• WORK REQUEST
The job is to find each line in the entries holding the string "split" and copy that line.

(Collected data entries)
· · ·
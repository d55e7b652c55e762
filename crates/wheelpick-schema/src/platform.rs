//! The requesting runtime and platform.
//!
//! A [`PlatformProfile`] is built once per run, either from host detection or
//! from a user-supplied platform tag, and is shared read-only by every
//! resolution.

use serde::{Deserialize, Serialize};

use crate::arch::Machine;

/// Legacy manylinux platform tags and the versioned tag each one stands for.
pub const LEGACY_MANYLINUX_ALIASES: &[(&str, &str)] = &[
    ("manylinux1_x86_64", "manylinux_2_5_x86_64"),
    ("manylinux1_i686", "manylinux_2_5_i686"),
    ("manylinux2010_x86_64", "manylinux_2_12_x86_64"),
    ("manylinux2010_i686", "manylinux_2_12_i686"),
    ("manylinux2014_x86_64", "manylinux_2_17_x86_64"),
    ("manylinux2014_i686", "manylinux_2_17_i686"),
    ("manylinux2014_aarch64", "manylinux_2_17_aarch64"),
    ("manylinux2014_armv7l", "manylinux_2_17_armv7l"),
    ("manylinux2014_ppc64", "manylinux_2_17_ppc64"),
    ("manylinux2014_ppc64le", "manylinux_2_17_ppc64le"),
    ("manylinux2014_s390x", "manylinux_2_17_s390x"),
];

/// Map a legacy manylinux alias to its versioned form; other tags pass through.
///
/// ```
/// use wheelpick_schema::normalize_legacy_tag;
///
/// assert_eq!(normalize_legacy_tag("manylinux2014_aarch64"), "manylinux_2_17_aarch64");
/// assert_eq!(normalize_legacy_tag("win_amd64"), "win_amd64");
/// ```
pub fn normalize_legacy_tag(tag: &str) -> &str {
    LEGACY_MANYLINUX_ALIASES
        .iter()
        .find(|(legacy, _)| *legacy == tag)
        .map_or(tag, |(_, versioned)| versioned)
}

/// Errors produced while building a [`PlatformProfile`].
#[derive(thiserror::Error, Debug, Clone, PartialEq, Eq)]
pub enum PlatformError {
    /// A runtime version string is not `X.Y` or `X.Y.Z`.
    #[error("Unknown python version '{0}'")]
    InvalidVersion(String),

    /// An implementation code is not one of `cp`, `pp`, `jy`, `ip`.
    #[error("Unknown python implementation '{0}'")]
    InvalidImplementation(String),

    /// A manylinux/musllinux platform tag lacks a numeric `_{major}_{minor}_` part.
    #[error("Invalid platform tag '{0}'")]
    InvalidTag(String),

    /// A plain `linux_*` platform was requested but the C library is unknown.
    #[error(
        "Cannot determine the C library for platform '{0}'; pass a manylinux_X_Y_ARCH or musllinux_X_Y_ARCH platform instead"
    )]
    UnknownLibc(String),

    /// A Linux platform tag was given to a non-Linux constructor.
    #[error("Platform '{0}' is a Linux platform and needs a C library")]
    MissingLibc(String),
}

/// Python implementation, identified by its two-letter tag code.
#[derive(Debug, Clone, Copy, PartialEq, Eq, Hash, Serialize, Deserialize, Default)]
pub enum Implementation {
    /// `cp`
    #[default]
    CPython,
    /// `pp`
    PyPy,
    /// `jy`
    Jython,
    /// `ip`
    IronPython,
}

impl Implementation {
    /// Two-letter code used in language tags.
    pub fn code(self) -> &'static str {
        match self {
            Self::CPython => "cp",
            Self::PyPy => "pp",
            Self::Jython => "jy",
            Self::IronPython => "ip",
        }
    }
}

impl std::fmt::Display for Implementation {
    fn fmt(&self, f: &mut std::fmt::Formatter<'_>) -> std::fmt::Result {
        write!(f, "{}", self.code())
    }
}

impl std::str::FromStr for Implementation {
    type Err = PlatformError;

    fn from_str(s: &str) -> Result<Self, Self::Err> {
        match s.to_ascii_lowercase().as_str() {
            "cp" | "cpython" => Ok(Self::CPython),
            "pp" | "pypy" => Ok(Self::PyPy),
            "jy" | "jython" => Ok(Self::Jython),
            "ip" | "ironpython" => Ok(Self::IronPython),
            _ => Err(PlatformError::InvalidImplementation(s.to_string())),
        }
    }
}

/// Runtime version triple; ordering is lexicographic over (major, minor, micro).
#[derive(Debug, Clone, Copy, PartialEq, Eq, PartialOrd, Ord, Hash, Serialize, Deserialize)]
pub struct RuntimeVersion {
    /// Major version.
    pub major: u32,
    /// Minor version.
    pub minor: u32,
    /// Micro (patch) version.
    pub micro: u32,
}

impl RuntimeVersion {
    /// Create a version triple.
    pub const fn new(major: u32, minor: u32, micro: u32) -> Self {
        Self {
            major,
            minor,
            micro,
        }
    }

    /// The triple as an array, for prefix comparisons.
    pub fn segments(self) -> [u32; 3] {
        [self.major, self.minor, self.micro]
    }
}

impl std::fmt::Display for RuntimeVersion {
    fn fmt(&self, f: &mut std::fmt::Formatter<'_>) -> std::fmt::Result {
        write!(f, "{}.{}.{}", self.major, self.minor, self.micro)
    }
}

impl std::str::FromStr for RuntimeVersion {
    type Err = PlatformError;

    /// Parse `X.Y` or `X.Y.Z`; a missing micro version is taken as `0`.
    fn from_str(s: &str) -> Result<Self, Self::Err> {
        let invalid = || PlatformError::InvalidVersion(s.to_string());
        let parts = s
            .trim()
            .split('.')
            .map(|p| {
                if p.is_empty() || !p.bytes().all(|b| b.is_ascii_digit()) {
                    return Err(invalid());
                }
                p.parse::<u32>().map_err(|_| invalid())
            })
            .collect::<Result<Vec<_>, _>>()?;

        match parts[..] {
            [major, minor] => Ok(Self::new(major, minor, 0)),
            [major, minor, micro] => Ok(Self::new(major, minor, micro)),
            _ => Err(invalid()),
        }
    }
}

/// C library family of a Linux platform.
#[derive(Debug, Clone, Copy, PartialEq, Eq, Hash, Serialize, Deserialize)]
#[serde(rename_all = "lowercase")]
pub enum LibcFamily {
    /// GNU C library; manylinux wheels target it.
    Glibc,
    /// musl; musllinux wheels target it.
    Musl,
}

/// A C library family and its (major, minor) version.
#[derive(Debug, Clone, Copy, PartialEq, Eq, Hash, Serialize, Deserialize)]
pub struct Libc {
    /// Library family.
    pub family: LibcFamily,
    /// Major version.
    pub major: u32,
    /// Minor version.
    pub minor: u32,
}

impl Libc {
    /// A glibc of the given version.
    pub const fn glibc(major: u32, minor: u32) -> Self {
        Self {
            family: LibcFamily::Glibc,
            major,
            minor,
        }
    }

    /// A musl of the given version.
    pub const fn musl(major: u32, minor: u32) -> Self {
        Self {
            family: LibcFamily::Musl,
            major,
            minor,
        }
    }

    /// `(major, minor)`, ordered lexicographically.
    pub fn version(self) -> (u32, u32) {
        (self.major, self.minor)
    }
}

/// Immutable description of the environment artifacts are resolved for.
///
/// Invariant: `libc` is present iff `os_platform_tag` denotes Linux. The
/// constructors are the only way to build a profile and they enforce it.
#[derive(Debug, Clone, PartialEq, Eq, Serialize)]
pub struct PlatformProfile {
    implementation: Implementation,
    runtime_version: RuntimeVersion,
    libc: Option<Libc>,
    machine: Machine,
    os_platform_tag: String,
}

impl PlatformProfile {
    /// A Linux profile; the OS platform tag is `linux_{machine}`.
    pub fn linux(
        implementation: Implementation,
        runtime_version: RuntimeVersion,
        libc: Libc,
        machine: Machine,
    ) -> Self {
        Self {
            implementation,
            runtime_version,
            libc: Some(libc),
            os_platform_tag: format!("linux_{machine}"),
            machine,
        }
    }

    /// A non-Linux profile (Windows, macOS, ...) with an exact platform tag.
    ///
    /// # Errors
    ///
    /// Returns [`PlatformError::MissingLibc`] if the tag denotes Linux.
    pub fn non_linux(
        implementation: Implementation,
        runtime_version: RuntimeVersion,
        os_platform_tag: &str,
        machine: Machine,
    ) -> Result<Self, PlatformError> {
        if denotes_linux(os_platform_tag) {
            return Err(PlatformError::MissingLibc(os_platform_tag.to_string()));
        }
        Ok(Self {
            implementation,
            runtime_version,
            libc: None,
            machine,
            os_platform_tag: os_platform_tag.to_string(),
        })
    }

    /// Build a profile from a target platform tag such as
    /// `manylinux_2_17_x86_64`, `manylinux2014_ppc64le`,
    /// `musllinux_1_1_x86_64`, `linux_aarch64`, `win_amd64` or
    /// `macosx_11_0_arm64`.
    ///
    /// The machine is the last `_` segment of the tag, or the last two when
    /// the final segment is `64` (`x86_64`). A `linux_*` tag takes its C
    /// library from `host_libc`.
    ///
    /// # Errors
    ///
    /// Returns [`PlatformError::InvalidTag`] for a manylinux/musllinux tag
    /// without numeric version parts and [`PlatformError::UnknownLibc`] for
    /// `linux_*` without a host C library.
    ///
    /// # Example
    ///
    /// ```
    /// use wheelpick_schema::{Implementation, Libc, PlatformProfile, RuntimeVersion};
    ///
    /// let profile = PlatformProfile::from_platform_tag(
    ///     "manylinux2014_ppc64le",
    ///     Implementation::CPython,
    ///     RuntimeVersion::new(3, 11, 0),
    ///     None,
    /// )
    /// .unwrap();
    /// assert_eq!(profile.os_platform_tag(), "linux_ppc64le");
    /// assert_eq!(profile.libc(), Some(Libc::glibc(2, 17)));
    /// ```
    pub fn from_platform_tag(
        tag: &str,
        implementation: Implementation,
        runtime_version: RuntimeVersion,
        host_libc: Option<Libc>,
    ) -> Result<Self, PlatformError> {
        let tag = normalize_legacy_tag(tag.trim());
        let parts: Vec<&str> = tag.split('_').collect();
        let machine = Machine::new(match parts[..] {
            [.., arch, "64"] => format!("{arch}_64"),
            [.., last] => last.to_string(),
            [] => String::new(),
        });

        let libc_version = || -> Result<(u32, u32), PlatformError> {
            match parts[..] {
                [_, major, minor, _, ..] => major
                    .parse()
                    .ok()
                    .zip(minor.parse().ok())
                    .ok_or_else(|| PlatformError::InvalidTag(tag.to_string())),
                _ => Err(PlatformError::InvalidTag(tag.to_string())),
            }
        };

        match parts.first().copied() {
            Some("manylinux") => {
                let (major, minor) = libc_version()?;
                Ok(Self::linux(
                    implementation,
                    runtime_version,
                    Libc::glibc(major, minor),
                    machine,
                ))
            }
            Some("musllinux") => {
                let (major, minor) = libc_version()?;
                Ok(Self::linux(
                    implementation,
                    runtime_version,
                    Libc::musl(major, minor),
                    machine,
                ))
            }
            _ if denotes_linux(tag) => {
                let libc = host_libc.ok_or_else(|| PlatformError::UnknownLibc(tag.to_string()))?;
                Ok(Self::linux(implementation, runtime_version, libc, machine))
            }
            _ => Self::non_linux(implementation, runtime_version, tag, machine),
        }
    }

    /// Runtime implementation.
    pub fn implementation(&self) -> Implementation {
        self.implementation
    }

    /// Runtime version triple.
    pub fn runtime_version(&self) -> RuntimeVersion {
        self.runtime_version
    }

    /// C library, present exactly on Linux.
    pub fn libc(&self) -> Option<Libc> {
        self.libc
    }

    /// Machine architecture.
    pub fn machine(&self) -> &Machine {
        &self.machine
    }

    /// Normalized OS+arch tag (`linux_x86_64`, `win_amd64`, `macosx_11_0_arm64`).
    pub fn os_platform_tag(&self) -> &str {
        &self.os_platform_tag
    }

    /// Whether this profile describes a Linux platform.
    pub fn is_linux(&self) -> bool {
        self.libc.is_some()
    }

    /// Exact language tag of this runtime, e.g. `cp311`.
    pub fn language_tag(&self) -> String {
        format!(
            "{}{}{}",
            self.implementation.code(),
            self.runtime_version.major,
            self.runtime_version.minor
        )
    }

    /// The most specific platform tag of this profile: the manylinux or
    /// musllinux tag on Linux, the OS platform tag elsewhere.
    pub fn target_tag(&self) -> String {
        match self.libc {
            Some(Libc {
                family: LibcFamily::Glibc,
                major,
                minor,
            }) => format!("manylinux_{major}_{minor}_{}", self.machine),
            Some(Libc {
                family: LibcFamily::Musl,
                major,
                minor,
            }) => format!("musllinux_{major}_{minor}_{}", self.machine),
            None => self.os_platform_tag.clone(),
        }
    }
}

fn denotes_linux(tag: &str) -> bool {
    tag.contains("linux")
}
· · ·
• EXERCISE ANSWER
            .split('.')
        let parts: Vec<&str> = tag.split('_').collect();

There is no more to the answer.